Content starts

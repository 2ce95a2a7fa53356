//! HTTP protocol handling subsystem.
//!
//! # Data Flow
//! ```text
//! TCP connection
//!     → server.rs (Axum setup, middleware, proxy pipeline)
//!     → request.rs (request ID stamping)
//!     → device.rs (device-class classification, diagnostics only)
//!     → mapping (redirect policy, upstream resolution)
//!     → single outbound fetch
//!     → rewrite (HTML bodies only)
//!     → Send to client
//! ```

pub mod device;
pub mod request;
pub mod server;

pub use request::{RequestIdLayer, X_REQUEST_ID};
pub use server::HttpServer;
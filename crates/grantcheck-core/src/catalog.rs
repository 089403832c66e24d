//! The closed set of privilege names the parser recognizes.
//!
//! Grant statements separate privileges with commas but a single privilege
//! may span several words (`CREATE TEMPORARY TABLES`), and some of those
//! words are privileges on their own (`CREATE`). The catalog resolves a run
//! of words by trying the longest candidate first.

use std::collections::HashSet;
use std::sync::LazyLock;

use crate::privilege::{PrivilegeName, ALL_PRIVILEGES};

/// Static privileges printed by MySQL and MariaDB.
const STATIC_PRIVILEGES: &[&str] = &[
    ALL_PRIVILEGES,
    "ALTER",
    "ALTER ROUTINE",
    "CREATE",
    "CREATE ROLE",
    "CREATE ROUTINE",
    "CREATE TABLESPACE",
    "CREATE TEMPORARY TABLES",
    "CREATE USER",
    "CREATE VIEW",
    "DELETE",
    "DELETE HISTORY",
    "DROP",
    "DROP ROLE",
    "EVENT",
    "EXECUTE",
    "FILE",
    "GRANT OPTION",
    "INDEX",
    "INSERT",
    "LOCK TABLES",
    "PROCESS",
    "PROXY",
    "REFERENCES",
    "RELOAD",
    "REPLICATION CLIENT",
    "REPLICATION SLAVE",
    "SELECT",
    "SHOW DATABASES",
    "SHOW VIEW",
    "SHUTDOWN",
    "SUPER",
    "TRIGGER",
    "UPDATE",
    "USAGE",
];

/// Amazon Aurora extensions.
const AURORA_PRIVILEGES: &[&str] = &[
    "LOAD FROM S3",
    "SELECT INTO S3",
    "INVOKE LAMBDA",
    "INVOKE SAGEMAKER",
    "INVOKE COMPREHEND",
];

/// MariaDB administrative privileges split out of `SUPER`.
const MARIADB_PRIVILEGES: &[&str] = &[
    "BINLOG ADMIN",
    "BINLOG MONITOR",
    "BINLOG REPLAY",
    "CONNECTION ADMIN",
    "FEDERATED ADMIN",
    "READ_ONLY ADMIN",
    "REPLICATION MASTER ADMIN",
    "REPLICATION SLAVE ADMIN",
    "SET USER",
    "SHOW CREATE ROUTINE",
    "SLAVE MONITOR",
];

/// MySQL 8 dynamic privileges, which `SHOW GRANTS` lists on their own line.
const DYNAMIC_PRIVILEGES: &[&str] = &[
    "APPLICATION_PASSWORD_ADMIN",
    "AUDIT_ABORT_EXEMPT",
    "AUDIT_ADMIN",
    "AUTHENTICATION_POLICY_ADMIN",
    "BACKUP_ADMIN",
    "BINLOG_ADMIN",
    "BINLOG_ENCRYPTION_ADMIN",
    "CLONE_ADMIN",
    "CONNECTION_ADMIN",
    "ENCRYPTION_KEY_ADMIN",
    "FIREWALL_EXEMPT",
    "FLUSH_OPTIMIZER_COSTS",
    "FLUSH_STATUS",
    "FLUSH_TABLES",
    "FLUSH_USER_RESOURCES",
    "GROUP_REPLICATION_ADMIN",
    "GROUP_REPLICATION_STREAM",
    "INNODB_REDO_LOG_ARCHIVE",
    "INNODB_REDO_LOG_ENABLE",
    "PASSWORDLESS_USER_ADMIN",
    "PERSIST_RO_VARIABLES_ADMIN",
    "REPLICATION_APPLIER",
    "REPLICATION_SLAVE_ADMIN",
    "RESOURCE_GROUP_ADMIN",
    "RESOURCE_GROUP_USER",
    "ROLE_ADMIN",
    "SENSITIVE_VARIABLES_OBSERVER",
    "SERVICE_CONNECTION_ADMIN",
    "SESSION_VARIABLES_ADMIN",
    "SET_USER_ID",
    "SHOW_ROUTINE",
    "SYSTEM_USER",
    "SYSTEM_VARIABLES_ADMIN",
    "TABLE_ENCRYPTION_ADMIN",
    "TELEMETRY_LOG_ADMIN",
    "XA_RECOVER_ADMIN",
];

static CATALOG: LazyLock<PrivilegeCatalog> = LazyLock::new(|| {
    PrivilegeCatalog::from_names(
        STATIC_PRIVILEGES
            .iter()
            .chain(AURORA_PRIVILEGES)
            .chain(MARIADB_PRIVILEGES)
            .chain(DYNAMIC_PRIVILEGES)
            .copied(),
    )
});

/// A read-only registry of privilege names keyed by normalized text.
#[derive(Debug, Clone)]
pub struct PrivilegeCatalog {
    names: HashSet<&'static str>,
    /// Word count of the longest entry.
    max_words: usize,
}

impl PrivilegeCatalog {
    /// Returns the process-wide catalog, built on first use.
    #[must_use]
    pub fn global() -> &'static Self {
        &CATALOG
    }

    fn from_names(names: impl Iterator<Item = &'static str>) -> Self {
        let names: HashSet<&'static str> = names.collect();
        let max_words = names
            .iter()
            .map(|n| n.split(' ').count())
            .max()
            .unwrap_or(0);
        Self { names, max_words }
    }

    /// Returns true if `name` is a known privilege (exact, case-sensitive).
    #[must_use]
    pub fn contains(&self, name: &str) -> bool {
        self.names.contains(name)
    }

    /// Word count of the longest entry.
    #[must_use]
    pub const fn max_words(&self) -> usize {
        self.max_words
    }

    /// Number of entries, including the `ALL PRIVILEGES` sentinel.
    #[must_use]
    pub fn len(&self) -> usize {
        self.names.len()
    }

    /// Returns true if the catalog has no entries.
    #[must_use]
    pub fn is_empty(&self) -> bool {
        self.names.is_empty()
    }

    /// Resolves the longest privilege that `words` starts with.
    ///
    /// Returns the privilege together with the number of words it consumed,
    /// or `None` if no prefix of `words` is a known privilege.
    #[must_use]
    pub fn longest_match(&self, words: &[&str]) -> Option<(PrivilegeName, usize)> {
        let longest = self.max_words.min(words.len());
        (1..=longest).rev().find_map(|n| {
            let candidate = words[..n].join(" ");
            self.names
                .contains(candidate.as_str())
                .then(|| (PrivilegeName::new(&candidate), n))
        })
    }

    /// Iterates over every entry in no particular order.
    pub fn iter(&self) -> impl Iterator<Item = PrivilegeName> + '_ {
        self.names.iter().map(|n| PrivilegeName::new(n))
    }
}
//! Checks aggregated grants against a required privilege list.

use std::fmt;

use serde::Serialize;
use tracing::debug;

use crate::aggregate::aggregate;
use crate::privilege::PrivilegeName;

/// Outcome of a privilege check.
#[derive(Debug, Clone, Copy, PartialEq, Eq, Default, Serialize)]
#[serde(rename_all = "lowercase")]
pub enum State {
    Success,
    #[default]
    Failure,
}

impl State {
    #[must_use]
    pub const fn as_str(&self) -> &'static str {
        match self {
            Self::Success => "success",
            Self::Failure => "failure",
        }
    }
}

impl fmt::Display for State {
    fn fmt(&self, f: &mut fmt::Formatter<'_>) -> fmt::Result {
        f.write_str(self.as_str())
    }
}

/// The answer to one verification call.
#[derive(Debug, Clone, PartialEq, Eq, Serialize)]
pub struct Verdict {
    pub state: State,
    /// Required privileges absent from the grants, in required order.
    pub missing: Vec<PrivilegeName>,
}

impl Verdict {
    #[must_use]
    pub const fn success() -> Self {
        Self {
            state: State::Success,
            missing: Vec::new(),
        }
    }

    #[must_use]
    pub fn is_success(&self) -> bool {
        self.state == State::Success
    }

    /// Human-readable list of missing privileges, or `None` on success.
    #[must_use]
    pub fn error_message(&self) -> Option<String> {
        if self.is_success() {
            return None;
        }
        Some(format!("lack of privileges: {}", join(&self.missing)))
    }

    /// Suggested fix for a failed check, or `None` on success.
    #[must_use]
    pub fn instruction(&self) -> Option<String> {
        if self.is_success() {
            return None;
        }
        Some(format!(
            "grant the missing privileges to the account, e.g. `GRANT {} ON *.* TO <user>`",
            join(&self.missing)
        ))
    }
}

fn join(names: &[PrivilegeName]) -> String {
    names
        .iter()
        .map(PrivilegeName::as_str)
        .collect::<Vec<_>>()
        .join(", ")
}

/// Decides whether `statements` grant every privilege in `required`.
///
/// `ALL PRIVILEGES` anywhere in the grants satisfies any requirement.
/// Otherwise each required name must appear verbatim (case-sensitive) in the
/// union of the parseable statements. The union is recomputed on each call.
#[must_use]
pub fn verify<S: AsRef<str>>(statements: &[S], required: &[PrivilegeName]) -> Verdict {
    let granted = aggregate(statements);
    if granted.has_all_privileges() {
        debug!(statements = statements.len(), "ALL PRIVILEGES granted");
        return Verdict::success();
    }

    let missing: Vec<PrivilegeName> = required
        .iter()
        .filter(|name| !granted.contains(name.as_str()))
        .cloned()
        .collect();
    let state = if missing.is_empty() {
        State::Success
    } else {
        State::Failure
    };
    debug!(
        statements = statements.len(),
        unparsed = granted.unparsed(),
        missing = missing.len(),
        %state,
        "Verified privileges"
    );
    Verdict { state, missing }
}

/// A caller-owned check result, the shape a check-orchestration layer keeps
/// per check.
#[derive(Debug, Clone, Default, PartialEq, Eq, Serialize)]
pub struct CheckResult {
    pub id: u64,
    pub name: String,
    pub desc: String,
    pub state: State,
    pub error_msg: String,
    pub instruction: String,
}

impl CheckResult {
    /// Creates a result in the `Failure` state with no detail.
    #[must_use]
    pub fn new(id: u64, name: impl Into<String>, desc: impl Into<String>) -> Self {
        Self {
            id,
            name: name.into(),
            desc: desc.into(),
            ..Self::default()
        }
    }

    /// Overwrites state and detail with `verdict`. Nothing from a previous
    /// verdict survives.
    pub fn record(&mut self, verdict: &Verdict) {
        self.state = verdict.state;
        self.error_msg = verdict.error_message().unwrap_or_default();
        self.instruction = verdict.instruction().unwrap_or_default();
    }
}

/// Accumulator-style wrapper around [`verify`].
///
/// Each call answers one independent question: the result's state and detail
/// are replaced, never merged with an earlier call's.
pub fn verify_privileges<S: AsRef<str>>(
    result: &mut CheckResult,
    statements: &[S],
    required: &[PrivilegeName],
) {
    result.record(&verify(statements, required));
}
impl<'a> GrantParser<'a> {
    /// Creates a new parser for the given statement.
    #[must_use]
    pub fn new(input: &'a str) -> Self {
        let mut lexer = Lexer::new(input);
        let current = lexer.next_token();
        Self {
            input,
            lexer,
            current,
            catalog: PrivilegeCatalog::global(),
        }
    }

    /// Parses the statement.
    ///
    /// # Errors
    ///
    /// Returns a `GrantParseError` if the input is not a privilege grant.
    pub fn parse(mut self) -> Result<Grant, GrantParseError> {
        if !self.current.is_keyword(Keyword::Grant) {
            return Err(GrantParseError::NotAGrant {
                found: self.current.kind.to_string(),
                span: self.current.span,
            });
        }
        self.advance()?;

        let (list, on_span) = self.collect_privilege_list()?;
        let privileges = self.resolve_privileges(&list, on_span)?;

        let target_tokens = self.collect_target()?;
        let target = model_target(&target_tokens).unwrap_or_else(|| {
            let raw = Span::new(on_span.end, self.current.span.start);
            GrantTarget::Other(raw.text(self.input).trim().to_string())
        });

        let rest = Span::new(self.current.span.end, self.input.len());
        let grantee = rest.text(self.input).trim();
        if grantee.is_empty() {
            return Err(GrantParseError::MissingGrantee);
        }

        Ok(Grant {
            privileges,
            target,
            grantee: grantee.to_string(),
            with_grant_option: ends_with_grant_option(grantee),
        })
    }

    /// Moves to the next token and returns the one just consumed.
    fn bump(&mut self) -> Token {
        let next = self.lexer.next_token();
        std::mem::replace(&mut self.current, next)
    }

    /// Like [`Self::bump`], but fails if the new current token is a lexer
    /// error.
    fn advance(&mut self) -> Result<Token, GrantParseError> {
        let consumed = self.bump();
        if let TokenKind::Error(message) = &self.current.kind {
            return Err(GrantParseError::Lex {
                message: message.clone(),
                span: self.current.span,
            });
        }
        Ok(consumed)
    }

    fn unexpected(&self, expected: &'static str) -> GrantParseError {
        unexpected(expected, &self.current)
    }

    /// Collects the tokens between `GRANT` and the top-level `ON`, consuming
    /// the `ON`. Returns the tokens and the span of `ON`.
    ///
    /// Reaching `TO` first means the line grants a role, not privileges.
    fn collect_privilege_list(&mut self) -> Result<(Vec<Token>, Span), GrantParseError> {
        let mut tokens = Vec::new();
        let mut depth = 0usize;
        loop {
            match &self.current.kind {
                TokenKind::Keyword(Keyword::On) if depth == 0 => {
                    let on = self.bump();
                    return Ok((tokens, on.span));
                }
                TokenKind::Keyword(Keyword::To) if depth == 0 => {
                    return Err(GrantParseError::RoleGrant {
                        span: self.current.span,
                    });
                }
                TokenKind::Eof => return Err(GrantParseError::MissingOn),
                TokenKind::LeftParen => depth += 1,
                TokenKind::RightParen => {
                    depth = depth.checked_sub(1).ok_or_else(|| self.unexpected("`,` or ON"))?;
                }
                _ => {}
            }
            tokens.push(self.advance()?);
        }
    }

    /// Resolves a privilege list into catalog names.
    ///
    /// Commas separate privileges and every segment must name exactly one
    /// catalog entry: `RELOAD SELECT` is an unknown privilege, not two. A
    /// parenthesized column list attaches to the privilege right before it.
    /// `ALL PRIVILEGES` must be the only privilege in the list.
    fn resolve_privileges(
        &self,
        tokens: &[Token],
        on_span: Span,
    ) -> Result<Vec<GrantedPrivilege>, GrantParseError> {
        let mut privileges: Vec<GrantedPrivilege> = Vec::new();
        let mut sentinel = None;
        let mut rest = tokens;
        loop {
            let word_count = rest.iter().take_while(|t| t.word().is_some()).count();
            let (words, tail) = rest.split_at(word_count);
            let (Some(first), Some(last)) = (words.first(), words.last()) else {
                return Err(match tail.first() {
                    None => GrantParseError::EmptyPrivilege { span: on_span },
                    Some(t) if t.kind == TokenKind::Comma => {
                        GrantParseError::EmptyPrivilege { span: t.span }
                    }
                    Some(t) => unexpected("privilege name", t),
                });
            };
            let segment = first.span.merge(last.span);
            let privilege = self.resolve_segment(words, segment)?;
            if privilege.name.is_all_privileges() {
                sentinel = Some(segment);
            }
            privileges.push(privilege);
            rest = tail;

            if rest.first().is_some_and(|t| t.kind == TokenKind::LeftParen) {
                let (columns, tail) = parse_column_list(rest, on_span)?;
                if let Some(last) = privileges.last_mut() {
                    last.columns = columns;
                }
                rest = tail;
            }

            match rest.split_first() {
                None => break,
                Some((t, tail)) if t.kind == TokenKind::Comma => rest = tail,
                Some((t, _)) => return Err(unexpected("`,` or ON", t)),
            }
        }

        match sentinel {
            Some(span) if privileges.len() > 1 => {
                Err(GrantParseError::AllPrivilegesCombined { span })
            }
            _ => Ok(privileges),
        }
    }

    /// Resolves one comma-separated segment. The longest catalog match must
    /// cover every word of the segment.
    fn resolve_segment(
        &self,
        words: &[Token],
        span: Span,
    ) -> Result<GrantedPrivilege, GrantParseError> {
        let texts: Vec<&str> = words.iter().filter_map(Token::word).collect();
        match self.catalog.longest_match(&texts) {
            Some((name, used)) if used == texts.len() => Ok(GrantedPrivilege::new(name)),
            _ => Err(GrantParseError::UnknownPrivilege {
                name: texts.join(" "),
                span,
            }),
        }
    }

    /// Collects the target tokens after `ON`, stopping at `TO`.
    ///
    /// Lexer errors are kept as tokens here; only a missing `TO` fails.
    fn collect_target(&mut self) -> Result<Vec<Token>, GrantParseError> {
        let mut tokens = Vec::new();
        loop {
            match self.current.kind {
                TokenKind::Keyword(Keyword::To) => return Ok(tokens),
                TokenKind::Eof => return Err(GrantParseError::MissingTo),
                _ => tokens.push(self.bump()),
            }
        }
    }
}
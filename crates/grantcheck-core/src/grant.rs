//! Parsed representation of a GRANT statement.

use std::fmt;

use crate::privilege::PrivilegeName;

/// One parsed `GRANT ... ON ... TO ...` line.
#[derive(Debug, Clone, PartialEq, Eq)]
pub struct Grant {
    /// Privileges in the order they appear in the statement.
    pub privileges: Vec<GrantedPrivilege>,
    /// The privilege level the statement names. Informational only.
    pub target: GrantTarget,
    /// Everything after `TO`: the grantee and any trailing clause, verbatim.
    pub grantee: String,
    /// Whether the statement ends with `WITH GRANT OPTION`.
    pub with_grant_option: bool,
}

impl Grant {
    /// Iterates over the privilege names in statement order.
    pub fn privilege_names(&self) -> impl Iterator<Item = &PrivilegeName> {
        self.privileges.iter().map(|p| &p.name)
    }

    /// Returns true if the statement grants `ALL PRIVILEGES`.
    #[must_use]
    pub fn is_all_privileges(&self) -> bool {
        self.privilege_names().any(PrivilegeName::is_all_privileges)
    }
}

/// A privilege as written in the privilege list.
#[derive(Debug, Clone, PartialEq, Eq)]
pub struct GrantedPrivilege {
    pub name: PrivilegeName,
    /// Column list for column-level grants such as `SELECT (a, b)`; empty
    /// when the privilege covers the whole object.
    pub columns: Vec<String>,
}

impl GrantedPrivilege {
    #[must_use]
    pub const fn new(name: PrivilegeName) -> Self {
        Self {
            name,
            columns: Vec::new(),
        }
    }
}

impl fmt::Display for GrantedPrivilege {
    fn fmt(&self, f: &mut fmt::Formatter<'_>) -> fmt::Result {
        write!(f, "{}", self.name)?;
        if !self.columns.is_empty() {
            let columns: Vec<String> = self.columns.iter().map(|c| quote_identifier(c)).collect();
            write!(f, " ({})", columns.join(", "))?;
        }
        Ok(())
    }
}

/// Object type prefix of a grant target.
#[derive(Debug, Clone, Copy, PartialEq, Eq, Default)]
pub enum ObjectKind {
    #[default]
    Table,
    Function,
    Procedure,
}

impl ObjectKind {
    /// Returns the keyword spelling of the object kind.
    #[must_use]
    pub const fn as_str(&self) -> &'static str {
        match self {
            Self::Table => "TABLE",
            Self::Function => "FUNCTION",
            Self::Procedure => "PROCEDURE",
        }
    }
}

/// A database or object name in a grant target.
#[derive(Debug, Clone, PartialEq, Eq)]
pub enum ObjectName {
    /// `*`
    Wildcard,
    Named(String),
}

impl fmt::Display for ObjectName {
    fn fmt(&self, f: &mut fmt::Formatter<'_>) -> fmt::Result {
        match self {
            Self::Wildcard => f.write_str("*"),
            Self::Named(name) => f.write_str(&quote_identifier(name)),
        }
    }
}

/// What a grant applies to.
#[derive(Debug, Clone, PartialEq, Eq)]
pub enum GrantTarget {
    /// A privilege level: `*`, `*.*`, `db.*`, `db.tbl` or a routine.
    Object {
        kind: ObjectKind,
        /// `None` when the target names no database (`*` or `tbl`).
        database: Option<ObjectName>,
        name: ObjectName,
    },
    /// `GRANT PROXY ON 'user'@'host'`.
    Proxy { user: String, host: Option<String> },
    /// Any other text between `ON` and `TO`, trimmed.
    Other(String),
}

impl GrantTarget {
    /// Returns true for the global level, `*.*`.
    #[must_use]
    pub const fn is_global(&self) -> bool {
        matches!(
            self,
            Self::Object {
                kind: ObjectKind::Table,
                database: Some(ObjectName::Wildcard),
                name: ObjectName::Wildcard,
            }
        )
    }
}

impl fmt::Display for GrantTarget {
    fn fmt(&self, f: &mut fmt::Formatter<'_>) -> fmt::Result {
        match self {
            Self::Object {
                kind,
                database,
                name,
            } => {
                if *kind != ObjectKind::Table {
                    write!(f, "{} ", kind.as_str())?;
                }
                if let Some(database) = database {
                    write!(f, "{database}.")?;
                }
                write!(f, "{name}")
            }
            Self::Proxy { user, host } => {
                write!(f, "'{}'", user.replace('\'', "''"))?;
                if let Some(host) = host {
                    write!(f, "@'{}'", host.replace('\'', "''"))?;
                }
                Ok(())
            }
            Self::Other(raw) => f.write_str(raw),
        }
    }
}

fn quote_identifier(name: &str) -> String {
    format!("`{}`", name.replace('`', "``"))
}

#[cfg(test)]
mod tests {
    use super::*;

    fn object(database: Option<ObjectName>, name: ObjectName) -> GrantTarget {
        GrantTarget::Object {
            kind: ObjectKind::Table,
            database,
            name,
        }
    }

    #[test]
    fn test_global_target() {
        let target = object(Some(ObjectName::Wildcard), ObjectName::Wildcard);
        assert!(target.is_global());
        assert_eq!(target.to_string(), "*.*");
    }

    #[test]
    fn test_database_target_is_not_global() {
        let target = object(
            Some(ObjectName::Named(String::from("db1"))),
            ObjectName::Wildcard,
        );
        assert!(!target.is_global());
        assert_eq!(target.to_string(), "`db1`.*");
    }

    #[test]
    fn test_routine_target_display() {
        let target = GrantTarget::Object {
            kind: ObjectKind::Function,
            database: Some(ObjectName::Named(String::from("db1"))),
            name: ObjectName::Named(String::from("anomaly_score")),
        };
        assert_eq!(target.to_string(), "FUNCTION `db1`.`anomaly_score`");
    }

    #[test]
    fn test_proxy_target_display() {
        let target = GrantTarget::Proxy {
            user: String::new(),
            host: Some(String::new()),
        };
        assert_eq!(target.to_string(), "''@''");
    }

    #[test]
    fn test_other_target_display() {
        let target = GrantTarget::Other(String::from("my-db.*"));
        assert!(!target.is_global());
        assert_eq!(target.to_string(), "my-db.*");
    }

    #[test]
    fn test_granted_privilege_display() {
        let mut privilege = GrantedPrivilege::new(PrivilegeName::new("SELECT"));
        assert_eq!(privilege.to_string(), "SELECT");
        privilege.columns = vec![String::from("id"), String::from("name")];
        assert_eq!(privilege.to_string(), "SELECT (`id`, `name`)");
    }
}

Content ends

Return every line in the listing that contains the word "RELOAD".

→ Solution for this exercise:
    "RELOAD",
    /// catalog entry: `RELOAD SELECT` is an unknown privilege, not two. A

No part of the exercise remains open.